Morto il musicista inglese John Miles: chi era l’artista che ha collaborato con Alan Parsons e Jimmy Page

John Miles si è spento all’età di 72 anni, dopo una breve malattia. La nota della famiglia: “Vivrà per sempre nei nostri cuori e con la meravigliosa eredità musicale che ha lasciato”.

Il cantante, chitarrista e tastierista John Miles si è spento in seguito a una breve malattia all’età di 72 anni. Il musicista nacque a Jarrow, nel nord-est dell’Inghilterra, il 23 aprile 1949.

L’artista era diventato famosissimo al grande pubblico per la hit del 1976 ‘Music’, prodotta da Alan Parsons e con gli arrangiamenti orchestrali di Andrew Powell. La stampa britannica lo definì come “la forza più brillante e fresca del rock britannico”.

Questa la dichiarazione della famiglia dell’artista, pubblicata sulla sua pagina ufficiale: “Siamo distrutti nell’annunciare che John Miles è scomparso pacificamente dopo una brevissima malattia. Era un marito, padre e nonno amorevole e ci mancherà più di quanto qualsiasi parola possa mai esprimere. Vivrà per sempre nei nostri cuori e con la meravigliosa eredità musicale che ha lasciato.
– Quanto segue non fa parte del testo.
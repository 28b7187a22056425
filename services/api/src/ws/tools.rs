//! Function-call interception.
//!
//! Tool invocations arriving from upstream are side effects the model asks
//! the proxy to perform. They are executed locally and acknowledged back
//! upstream; the invocation message itself is never shown to the client.

use super::{
    envelope::{FunctionCall, ToolResponse},
    relay::{Frame, RelayContext},
};
use crate::db::AnswerRecord;
use anyhow::{Context, Result};
use chrono::Utc;
use serde::Deserialize;
use tracing::{info, warn};

pub const SAVE_RESPONSE_TOOL: &str = "save_response";
pub const END_INTERVIEW_TOOL: &str = "end_interview";
/// Older question scripts declare the terminal tool under this name.
pub const SUBMIT_INTERVIEW_TOOL: &str = "submit_interview";

/// What the relay loop should do with the message after interception.
#[derive(Debug, Clone, Copy, PartialEq, Eq)]
pub enum ToolOutcome {
    /// Every invocation was handled; suppress the message.
    Consumed,
    /// A terminal invocation was handled; end the session cleanly.
    Terminate,
    /// At least one invocation is not ours; forward the message unmodified.
    Forward,
}

#[derive(Deserialize)]
struct SaveResponseArgs {
    tag: String,
    response: String,
}

/// Executes the invocations of one `toolCall` message.
///
/// `save_response` persists the answer and acknowledges upstream before the
/// loop looks at the next message — the model will not continue its turn
/// without the tool result. A failed write is logged and the conversation
/// continues; a failed acknowledgment send is fatal.
pub async fn intercept(calls: &[FunctionCall], ctx: &RelayContext) -> Result<ToolOutcome> {
    if calls.is_empty() {
        return Ok(ToolOutcome::Forward);
    }

    let mut terminate = false;
    let mut unknown = false;

    for call in calls {
        match call.name.as_str() {
            SAVE_RESPONSE_TOOL => save_response(call, ctx).await?,
            END_INTERVIEW_TOOL | SUBMIT_INTERVIEW_TOOL => {
                end_interview(ctx).await;
                terminate = true;
            }
            other => {
                info!(tool = other, "unhandled tool call, forwarding");
                unknown = true;
            }
        }
    }

    if terminate {
        Ok(ToolOutcome::Terminate)
    } else if unknown {
        Ok(ToolOutcome::Forward)
    } else {
        Ok(ToolOutcome::Consumed)
    }
}

async fn save_response(call: &FunctionCall, ctx: &RelayContext) -> Result<()> {
    let args: SaveResponseArgs = match serde_json::from_value(call.args.clone()) {
        Ok(args) => args,
        Err(e) => {
            warn!(error = %e, "malformed save_response arguments, skipping");
            return Ok(());
        }
    };

    let record = {
        let session = ctx.session.lock().await;
        AnswerRecord {
            interview_id: session.interview_id.clone().unwrap_or_default(),
            candidate_id: session.candidate_id.clone().unwrap_or_default(),
            job_vacancy_id: session.job_vacancy_id.clone().unwrap_or_default(),
            tag: args.tag.clone(),
            response: args.response,
            answered_at: Utc::now(),
        }
    };

    // A failed write must not interrupt the conversation.
    match ctx.store.upsert_response(&record).await {
        Ok(()) => info!(tag = %args.tag, "answer persisted"),
        Err(e) => warn!(tag = %args.tag, error = ?e, "failed to persist answer, continuing"),
    }

    let ack = ToolResponse::success(call, "Answer saved successfully");
    let body = serde_json::to_string(&ack)?;
    ctx.upstream
        .send(Frame::Text(body))
        .await
        .context("failed to send tool acknowledgment upstream")?;
    Ok(())
}

async fn end_interview(ctx: &RelayContext) {
    let interview_id = {
        let mut session = ctx.session.lock().await;
        session.completed = true;
        session.interview_id.clone()
    };

    if let Some(id) = interview_id {
        if let Err(e) = ctx.store.complete_interview(&id).await {
            warn!(interview_id = %id, error = ?e, "failed to mark interview completed");
        }
    }
    info!("terminal tool received, ending session");
}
Sei stato il nostro primo amore e sarai il nostro ultimo”.

Morto John Miles a 72 anni. Il musicista inglese aveva collaborato con diversi artisti famosi, come Jimmy Page e Alan Parsons

John Miles ha suonato e collaborato con tantissimi artisti famosi. Oltre al già menzionato Alan Parsons, l’artista collaborò, fra i tanti, con Jimmy Page, Andrea Bocelli e Tina Turner.
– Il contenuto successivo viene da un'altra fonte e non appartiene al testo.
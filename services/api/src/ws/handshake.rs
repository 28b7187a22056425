//! Handshake interception.
//!
//! The first `setup` message a client sends is never forwarded. Instead the
//! active question set for the referenced job vacancy is loaded, the session
//! state is filled in, and a full backend configuration — model, audio
//! modality, voice, the interview script as system instruction, and the tool
//! catalogue — is synthesized and sent upstream in its place.

use super::{
    envelope::{
        BackendSetup, FunctionDeclaration, GenerationConfig, GenerationSetup, InstructionPart,
        PrebuiltVoiceConfig, SetupPayload, SpeechConfig, SystemInstruction, ToolDeclarations,
        VoiceConfig,
    },
    relay::{Frame, RelayContext},
    tools::{END_INTERVIEW_TOOL, SAVE_RESPONSE_TOOL},
};
use crate::db::ScriptedQuestion;
use serde_json::json;
use tracing::{info, warn};

/// Handshake failures abort the session: without a usable configuration the
/// upstream conversation must not be started.
#[derive(Debug, thiserror::Error)]
pub enum HandshakeError {
    #[error("no interview content configured for this session")]
    NoInterviewContent,
    #[error("failed to load interview questions: {0}")]
    QuestionLookup(anyhow::Error),
    #[error("failed to send backend configuration upstream: {0}")]
    Send(anyhow::Error),
}

/// Replaces the client's `setup` with the synthesized backend configuration.
pub async fn intercept(payload: &SetupPayload, ctx: &RelayContext) -> Result<(), HandshakeError> {
    let questions = match &payload.job_vacancy_id {
        Some(vacancy_id) => ctx
            .store
            .active_questions(vacancy_id)
            .await
            .map_err(HandshakeError::QuestionLookup)?,
        None => {
            warn!("setup message carried no job_vacancy_id");
            Vec::new()
        }
    };

    if questions.is_empty() {
        return Err(HandshakeError::NoInterviewContent);
    }

    {
        let mut session = ctx.session.lock().await;
        session.job_vacancy_id = payload.job_vacancy_id.clone();
        session.candidate_id = payload.job_candidate_id.clone();
        session.interview_id = payload.interview_id.clone();
        session.questions = questions.clone();
    }

    let instructions = build_instructions(&questions, &ctx.config.interview_language);
    let setup = build_setup(
        &ctx.config.gemini_model,
        &ctx.config.gemini_voice,
        instructions,
    );
    let body = serde_json::to_string(&setup).map_err(|e| HandshakeError::Send(e.into()))?;

    info!(
        questions = questions.len(),
        model = %ctx.config.gemini_model,
        "sending backend setup upstream"
    );
    ctx.upstream
        .send(Frame::Text(body))
        .await
        .map_err(HandshakeError::Send)?;
    Ok(())
}

/// Builds the system instruction embedding the interview script: persona,
/// the numbered mandatory questions with their tags, and the turn protocol
/// the model must follow.
pub fn build_instructions(questions: &[ScriptedQuestion], language: &str) -> String {
    let mut text = format!(
        "You are a voice assistant specialized in conducting pre-screening job interviews. \
         You are kind, polite, and speak clearly and objectively. You speak only {language}.\n\n"
    );
    text.push_str(
        "MISSION: You are an HR interviewer. Your task is to run a pre-screening \
         interview with the candidate.\n\n",
    );

    text.push_str("MANDATORY QUESTIONS (ask one at a time):\n");
    for (i, question) in questions.iter().enumerate() {
        text.push_str(&format!("{}. {} (tag: {})\n", i + 1, question.text, question.tag));
    }

    text.push_str("\nINTERVIEW PROTOCOL:\n");
    text.push_str("1. Greet the candidate once, then ask the first question on the list\n");
    text.push_str("2. Ask exactly ONE question per turn\n");
    text.push_str(
        "3. Wait for the candidate's complete answer; if it is unclear, ask for clarification\n",
    );
    text.push_str(&format!(
        "4. After each answer, call the {SAVE_RESPONSE_TOOL} tool with the question's tag and \
         the answer BEFORE asking the next question\n",
    ));
    text.push_str(&format!(
        "5. Never skip the {SAVE_RESPONSE_TOOL} call and never ask questions that are not on \
         the list\n",
    ));
    text.push_str(&format!(
        "6. After the final answer has been saved, thank the candidate and call the \
         {END_INTERVIEW_TOOL} tool to finish the session\n",
    ));
    text
}

fn build_setup(model: &str, voice: &str, instructions: String) -> BackendSetup {
    BackendSetup {
        setup: GenerationSetup {
            model: model.to_string(),
            generation_config: GenerationConfig {
                response_modalities: vec!["audio".to_string()],
                speech_config: SpeechConfig {
                    voice_config: VoiceConfig {
                        prebuilt_voice_config: PrebuiltVoiceConfig {
                            voice_name: voice.to_string(),
                        },
                    },
                },
            },
            system_instruction: SystemInstruction {
                parts: vec![InstructionPart { text: instructions }],
            },
            tools: vec![ToolDeclarations {
                function_declarations: vec![
                    FunctionDeclaration {
                        name: SAVE_RESPONSE_TOOL.to_string(),
                        description: "Persists the candidate's answer to one scripted question."
                            .to_string(),
                        parameters: Some(json!({
                            "type": "object",
                            "properties": {
                                "tag": {
                                    "type": "string",
                                    "description": "The tag of the question that was answered"
                                },
                                "response": {
                                    "type": "string",
                                    "description": "The candidate's answer, verbatim"
                                }
                            },
                            "required": ["tag", "response"]
                        })),
                    },
                    FunctionDeclaration {
                        name: END_INTERVIEW_TOOL.to_string(),
                        description: "Ends the interview once every answer has been saved."
                            .to_string(),
                        parameters: None,
                    },
                ],
            }],
        },
    }
}

#[cfg(test)]
mod tests {
    use super::*;
    use crate::ws::testing::{MemoryStore, RecordingSink, test_context};
    use serde_json::Value;

    fn scripted(pairs: &[(&str, &str)]) -> Vec<ScriptedQuestion> {
        pairs
            .iter()
            .map(|(text, tag)| ScriptedQuestion {
                text: text.to_string(),
                tag: tag.to_string(),
            })
            .collect()
    }

    #[test]
    fn instructions_list_every_tag_once_in_order() {
        let questions = scripted(&[
            ("What is your name?", "name"),
            ("How many years of experience do you have?", "years_experience"),
        ]);

        let text = build_instructions(&questions, "English");

        let first = text.find("(tag: name)").expect("first tag present");
        let second = text
            .find("(tag: years_experience)")
            .expect("second tag present");
        assert!(first < second, "tags must appear in catalogue order");
        assert_eq!(text.matches("(tag: name)").count(), 1);
        assert_eq!(text.matches("(tag: years_experience)").count(), 1);
        assert!(text.contains("1. What is your name?"));
        assert!(text.contains("2. How many years of experience do you have?"));
    }

    #[test]
    fn instructions_commit_to_one_language() {
        let questions = scripted(&[("What is your name?", "name")]);
        let text = build_instructions(&questions, "Brazilian Portuguese");
        assert!(text.contains("You speak only Brazilian Portuguese."));
    }

    #[tokio::test]
    async fn intercept_sends_full_configuration_upstream() {
        let store = MemoryStore::with_questions(&[
            ("What is your name?", "name"),
            ("How many years of experience do you have?", "years_experience"),
        ]);
        let upstream = RecordingSink::new();
        let (mut ctx, session) = test_context(store);
        ctx.upstream = upstream.clone();

        let payload = SetupPayload {
            job_vacancy_id: Some("abc".to_string()),
            job_candidate_id: Some("cd-1".to_string()),
            interview_id: Some("iv-1".to_string()),
        };

        intercept(&payload, &ctx).await.unwrap();

        let frames = upstream.texts().await;
        assert_eq!(frames.len(), 1);
        let sent: Value = serde_json::from_str(&frames[0]).unwrap();

        assert_eq!(sent["setup"]["model"], "models/gemini-test");
        assert_eq!(
            sent["setup"]["generation_config"]["response_modalities"][0],
            "audio"
        );
        assert_eq!(
            sent["setup"]["generation_config"]["speech_config"]["voice_config"]
                ["prebuilt_voice_config"]["voice_name"],
            "Aoede"
        );

        let instruction = sent["setup"]["system_instruction"]["parts"][0]["text"]
            .as_str()
            .unwrap();
        assert!(instruction.contains("(tag: name)"));
        assert!(instruction.contains("(tag: years_experience)"));

        let declarations = sent["setup"]["tools"][0]["function_declarations"]
            .as_array()
            .unwrap();
        let save = declarations
            .iter()
            .find(|d| d["name"] == "save_response")
            .expect("save_response declared");
        let required: Vec<&str> = save["parameters"]["required"]
            .as_array()
            .unwrap()
            .iter()
            .map(|v| v.as_str().unwrap())
            .collect();
        assert_eq!(required, vec!["tag", "response"]);
        assert!(declarations.iter().any(|d| d["name"] == "end_interview"));

        let state = session.lock().await;
        assert_eq!(state.job_vacancy_id.as_deref(), Some("abc"));
        assert_eq!(state.candidate_id.as_deref(), Some("cd-1"));
        assert_eq!(state.interview_id.as_deref(), Some("iv-1"));
        assert_eq!(state.questions.len(), 2);
    }

    #[tokio::test]
    async fn intercept_fails_without_questions() {
        let upstream = RecordingSink::new();
        let (mut ctx, _) = test_context(MemoryStore::with_questions(&[]));
        ctx.upstream = upstream.clone();

        let payload = SetupPayload {
            job_vacancy_id: Some("abc".to_string()),
            ..Default::default()
        };

        let err = intercept(&payload, &ctx).await.unwrap_err();
        assert!(matches!(err, HandshakeError::NoInterviewContent));
        assert!(upstream.texts().await.is_empty(), "nothing goes upstream");
    }

    #[tokio::test]
    async fn intercept_fails_without_vacancy_id() {
        let (ctx, _) = test_context(MemoryStore::with_questions(&[("Q", "q")]));

        let err = intercept(&SetupPayload::default(), &ctx).await.unwrap_err();
        assert!(matches!(err, HandshakeError::NoInterviewContent));
    }
}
L’artista divenne noto anche al pubblico italiano. Infatti, nel 1977 fu ospite al Festival di Sanremo, dove eseguì la sua ‘Remember Yesterday’. Inoltre, negli anni ’90 la sua ‘Music’ fu remixata da Mario Fargetta, star della dance italiana.
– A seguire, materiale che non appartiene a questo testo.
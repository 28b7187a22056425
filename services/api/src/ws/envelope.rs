//! Wire envelopes for the client ↔ proxy ↔ Gemini Live protocol.
//!
//! Messages on both legs are JSON objects distinguished by their top-level
//! key. Decoding goes through [`Envelope::classify`], which maps a message
//! onto a closed set of known shapes and falls back to an opaque passthrough
//! variant, so the relay dispatches on one exhaustive enum instead of probing
//! for keys at every call site. Field names mirror the wire protocol, which
//! mixes snake_case and camelCase.

use anyhow::Context;
use serde::{Deserialize, Serialize};
use serde_json::Value;

/// Sub-fields of the client's `setup` envelope the proxy understands.
#[derive(Debug, Clone, Default, Deserialize)]
pub struct SetupPayload {
    pub job_vacancy_id: Option<String>,
    #[serde(alias = "candidate_id")]
    pub job_candidate_id: Option<String>,
    pub interview_id: Option<String>,
}

/// A single function invocation requested by the model.
#[derive(Debug, Clone, PartialEq, Deserialize)]
pub struct FunctionCall {
    #[serde(default)]
    pub id: Option<String>,
    pub name: String,
    #[serde(default)]
    pub args: Value,
}

/// Accepts either a JSON array or a bare object where the protocol is
/// inconsistent about singular vs. plural.
#[derive(Debug, Deserialize)]
#[serde(untagged)]
enum OneOrMany<T> {
    Many(Vec<T>),
    One(T),
}

impl<T> From<OneOrMany<T>> for Vec<T> {
    fn from(value: OneOrMany<T>) -> Self {
        match value {
            OneOrMany::Many(items) => items,
            OneOrMany::One(item) => vec![item],
        }
    }
}

#[derive(Debug, Deserialize)]
struct ToolCallBody {
    #[serde(rename = "functionCalls")]
    function_calls: Option<OneOrMany<FunctionCall>>,
}

/// The closed set of message shapes the relay dispatches on.
#[derive(Debug)]
pub enum Envelope {
    /// Client handshake carrying interview identifiers.
    Setup(SetupPayload),
    /// Function invocations from the model, normalized to a list.
    ToolCall(Vec<FunctionCall>),
    /// Audio/video chunk from the client; forwarded untouched.
    RealtimeInput,
    /// Conversational turn from the client; forwarded untouched.
    ClientContent,
    /// Model output, possibly with inline audio; forwarded untouched.
    ServerContent { has_audio: bool },
    /// Anything else; forwarded untouched. Carries the top-level keys for
    /// logging.
    Opaque(Vec<String>),
}

impl Envelope {
    /// Classifies a decoded message body.
    ///
    /// A recognized key whose payload does not deserialize is a protocol
    /// error for that one message; the caller logs it and skips the message.
    pub fn classify(value: &Value) -> anyhow::Result<Envelope> {
        let map = value
            .as_object()
            .context("message body is not a JSON object")?;

        if let Some(setup) = map.get("setup") {
            let payload: SetupPayload =
                serde_json::from_value(setup.clone()).context("malformed setup payload")?;
            return Ok(Envelope::Setup(payload));
        }

        if let Some(tool_call) = map.get("toolCall") {
            let body: ToolCallBody =
                serde_json::from_value(tool_call.clone()).context("malformed toolCall payload")?;
            let calls = body.function_calls.map(Vec::from).unwrap_or_default();
            return Ok(Envelope::ToolCall(calls));
        }

        if map.contains_key("realtime_input") {
            return Ok(Envelope::RealtimeInput);
        }

        if map.contains_key("client_content") {
            return Ok(Envelope::ClientContent);
        }

        if let Some(content) = map.get("serverContent") {
            let has_audio = content.to_string().contains("inlineData");
            return Ok(Envelope::ServerContent { has_audio });
        }

        Ok(Envelope::Opaque(map.keys().cloned().collect()))
    }
}

/// Sent to the client once its connection has been accepted, before any
/// handshake takes place.
#[derive(Debug, Serialize)]
pub struct AuthComplete {
    #[serde(rename = "authComplete")]
    pub auth_complete: bool,
}

impl AuthComplete {
    pub fn message() -> String {
        serde_json::to_string(&AuthComplete {
            auth_complete: true,
        })
        .expect("static message serializes")
    }
}

/// The configuration message sent upstream in place of the client's `setup`.
#[derive(Debug, Serialize)]
pub struct BackendSetup {
    pub setup: GenerationSetup,
}

#[derive(Debug, Serialize)]
pub struct GenerationSetup {
    pub model: String,
    pub generation_config: GenerationConfig,
    pub system_instruction: SystemInstruction,
    pub tools: Vec<ToolDeclarations>,
}

#[derive(Debug, Serialize)]
pub struct GenerationConfig {
    pub response_modalities: Vec<String>,
    pub speech_config: SpeechConfig,
}

#[derive(Debug, Serialize)]
pub struct SpeechConfig {
    pub voice_config: VoiceConfig,
}

#[derive(Debug, Serialize)]
pub struct VoiceConfig {
    pub prebuilt_voice_config: PrebuiltVoiceConfig,
}

#[derive(Debug, Serialize)]
pub struct PrebuiltVoiceConfig {
    pub voice_name: String,
}

#[derive(Debug, Serialize)]
pub struct SystemInstruction {
    pub parts: Vec<InstructionPart>,
}

#[derive(Debug, Serialize)]
pub struct InstructionPart {
    pub text: String,
}

#[derive(Debug, Serialize)]
pub struct ToolDeclarations {
    pub function_declarations: Vec<FunctionDeclaration>,
}

#[derive(Debug, Serialize)]
pub struct FunctionDeclaration {
    pub name: String,
    pub description: String,
    #[serde(skip_serializing_if = "Option::is_none")]
    pub parameters: Option<Value>,
}

/// Acknowledgment for an intercepted function call, sent back upstream. The
/// model will not continue its turn until it receives this.
#[derive(Debug, Serialize)]
pub struct ToolResponse {
    pub tool_response: ToolResponseBody,
}

#[derive(Debug, Serialize)]
pub struct ToolResponseBody {
    pub function_responses: FunctionResponse,
}

#[derive(Debug, Serialize)]
pub struct FunctionResponse {
    #[serde(skip_serializing_if = "Option::is_none")]
    pub id: Option<String>,
    pub name: String,
    pub response: FunctionResult,
}

#[derive(Debug, Serialize)]
pub struct FunctionResult {
    pub result: String,
}

impl ToolResponse {
    pub fn success(call: &FunctionCall, result: impl Into<String>) -> Self {
        Self {
            tool_response: ToolResponseBody {
                function_responses: FunctionResponse {
                    id: call.id.clone(),
                    name: call.name.clone(),
                    response: FunctionResult {
                        result: result.into(),
                    },
                },
            },
        }
    }
}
Queste le dichiarazione del suo manager, Cliff Cooper: “La Gran Bretagna ha perso uno dei suoi musicisti più talentuosi. John ha suonato al fianco di artisti come Tina Turner, Jimmy Page, Joe Cocker, Andrea Bocelli e molti altri. Come suo manager e amico da cinquant’anni, posso dire che non sono era estremamente gentile, ma anche uno dei musicisti e autori più talentuosi e dotati del pianeta. Ci mancherà molto, ma la sua musica vivrà per sempre”.